_Task prompt_. Reproduce the entries exactly, beginning with the line containing "fs::rename(&staging, path)?;" and ending with their last line, both included.

(Stored data entries)
####
use image::codecs::png::{CompressionType, FilterType as PngFilterType, PngEncoder};
use image::imageops::{self, FilterType};
use image::{ColorType, ImageEncoder, RgbaImage};
use log::{debug, info};
use std::fmt;
use std::fs::{self, File};
use std::io::{BufWriter, Write};
use std::path::{Path, PathBuf};

use crate::error::PadError;
use crate::padding_config::PaddingConfig;

#[derive(Debug, Clone, PartialEq)]
pub struct PadReport {
    pub original_size: (u32, u32),
    pub logo_size: (u32, u32),
    pub offset: (u32, u32),
    pub canvas_size: u32,
    pub logo_percentage: f64,
    pub output_path: PathBuf,
}

impl fmt::Display for PadReport {
    fn fmt(&self, f: &mut fmt::Formatter<'_>) -> fmt::Result {
        writeln!(f, "✓ Padded icon created successfully!")?;
        writeln!(f, "  Original size: {}x{}", self.original_size.0, self.original_size.1)?;
        writeln!(f, "  Logo size: {}x{}", self.logo_size.0, self.logo_size.1)?;
        writeln!(f, "  Canvas size: {}x{}", self.canvas_size, self.canvas_size)?;
        writeln!(f, "  Logo occupies: {:.0}% of canvas", self.logo_percentage * 100.0)?;
        write!(f, "  Saved to: {}", self.output_path.display())
    }
}

/// Pads the icon at `input_path` onto a transparent square canvas and writes it as PNG.
///
/// The logo is scaled to fit inside `config.target_box()` keeping its aspect ratio,
/// then centered. Unless `allow_upscale` is set, a logo already smaller than the box
/// keeps its native size.
pub fn pad<P: AsRef<Path>, Q: AsRef<Path>>(
    input_path: P,
    output_path: Q,
    config: &PaddingConfig,
) -> Result<PadReport, PadError> {
    let input_path = input_path.as_ref();
    let output_path = output_path.as_ref();

    if !input_path.exists() {
        return Err(PadError::MissingInput(input_path.to_path_buf()));
    }
    config.validate()?;

    debug!("Loading icon from {}", input_path.display());
    let original = image::io::Reader::open(input_path)?
        .with_guessed_format()?
        .decode()?
        .into_rgba8();
    let original_size = original.dimensions();

    let target = config.target_box();
    let (logo_w, logo_h) = fit_within(original_size.0, original_size.1, target, config.allow_upscale);
    let logo = if (logo_w, logo_h) == original_size {
        original
    } else {
        debug!(
            "Resizing {}x{} -> {}x{} (box {})",
            original_size.0, original_size.1, logo_w, logo_h, target
        );
        imageops::resize(&original, logo_w, logo_h, FilterType::Lanczos3)
    };

    let offset = (
        center_offset(config.canvas_size, logo_w),
        center_offset(config.canvas_size, logo_h),
    );
    debug!("Centering logo at offset ({}, {})", offset.0, offset.1);
    let canvas = compose(&logo, config.canvas_size, offset);

    save_png(&canvas, output_path)?;
    info!("Wrote padded icon to {}", output_path.display());

    Ok(PadReport {
        original_size,
        logo_size: (logo_w, logo_h),
        offset,
        canvas_size: config.canvas_size,
        logo_percentage: config.logo_percentage,
        output_path: output_path.to_path_buf(),
    })
}

/// Proportional fit of `width`x`height` into a `target`-sided square.
///
/// The longer side becomes exactly `target`; the shorter one is rounded to
/// nearest and never drops below 1.
pub fn fit_within(width: u32, height: u32, target: u32, allow_upscale: bool) -> (u32, u32) {
    let longest = width.max(height);
    if width == 0 || height == 0 || longest == target {
        return (width, height);
    }
    if longest < target && !allow_upscale {
        return (width, height);
    }

    let longest = longest as u64;
    let scale = |side: u32| -> u32 {
        let scaled = (side as u64 * target as u64 * 2 + longest) / (2 * longest);
        scaled.max(1) as u32
    };
    (scale(width), scale(height))
}

pub fn center_offset(canvas_size: u32, side: u32) -> u32 {
    canvas_size.saturating_sub(side) / 2
}

/// Transparent `canvas_size` square with `logo` pasted at `offset`.
///
/// Over a fully transparent canvas the alpha composite is the logo pixel itself,
/// so the pixels are copied as-is and partial alpha survives bit for bit.
pub fn compose(logo: &RgbaImage, canvas_size: u32, offset: (u32, u32)) -> RgbaImage {
    let mut canvas = RgbaImage::new(canvas_size, canvas_size);
    imageops::replace(&mut canvas, logo, offset.0 as i64, offset.1 as i64);
    canvas
}

/// Sibling file the PNG is encoded into before it replaces `path`.
pub fn staging_path(path: &Path) -> PathBuf {
    let file_name = path
        .file_name()
        .unwrap_or_default()
        .to_string_lossy()
        .to_string();
    path.with_file_name(format!(".{}.tmp", file_name))
}

/// Writes `image` as PNG. An existing file at `path` is only replaced once encoding succeeded.
pub fn save_png<P: AsRef<Path>>(image: &RgbaImage, path: P) -> Result<(), PadError> {
    let path = path.as_ref();
    let staging = staging_path(path);

    if let Err(e) = write_png(image, &staging) {
        let _ = fs::remove_file(&staging);
        return Err(e);
    }
    fs::rename(&staging, path)?;
    Ok(())
}

fn write_png(image: &RgbaImage, path: &Path) -> Result<(), PadError> {
    let mut writer = BufWriter::new(File::create(path)?);
    let encoder = PngEncoder::new_with_quality(&mut writer, CompressionType::Best, PngFilterType::Adaptive);
    encoder.write_image(image.as_raw(), image.width(), image.height(), ColorType::Rgba8)?;
    writer.flush()?;
    Ok(())
}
####
_Solution_.
    fs::rename(&staging, path)?;
    Ok(())
}

fn write_png(image: &RgbaImage, path: &Path) -> Result<(), PadError> {
    let mut writer = BufWriter::new(File::create(path)?);
    let encoder = PngEncoder::new_with_quality(&mut writer, CompressionType::Best, PngFilterType::Adaptive);
    encoder.write_image(image.as_raw(), image.width(), image.height(), ColorType::Rgba8)?;
    writer.flush()?;
    Ok(())
}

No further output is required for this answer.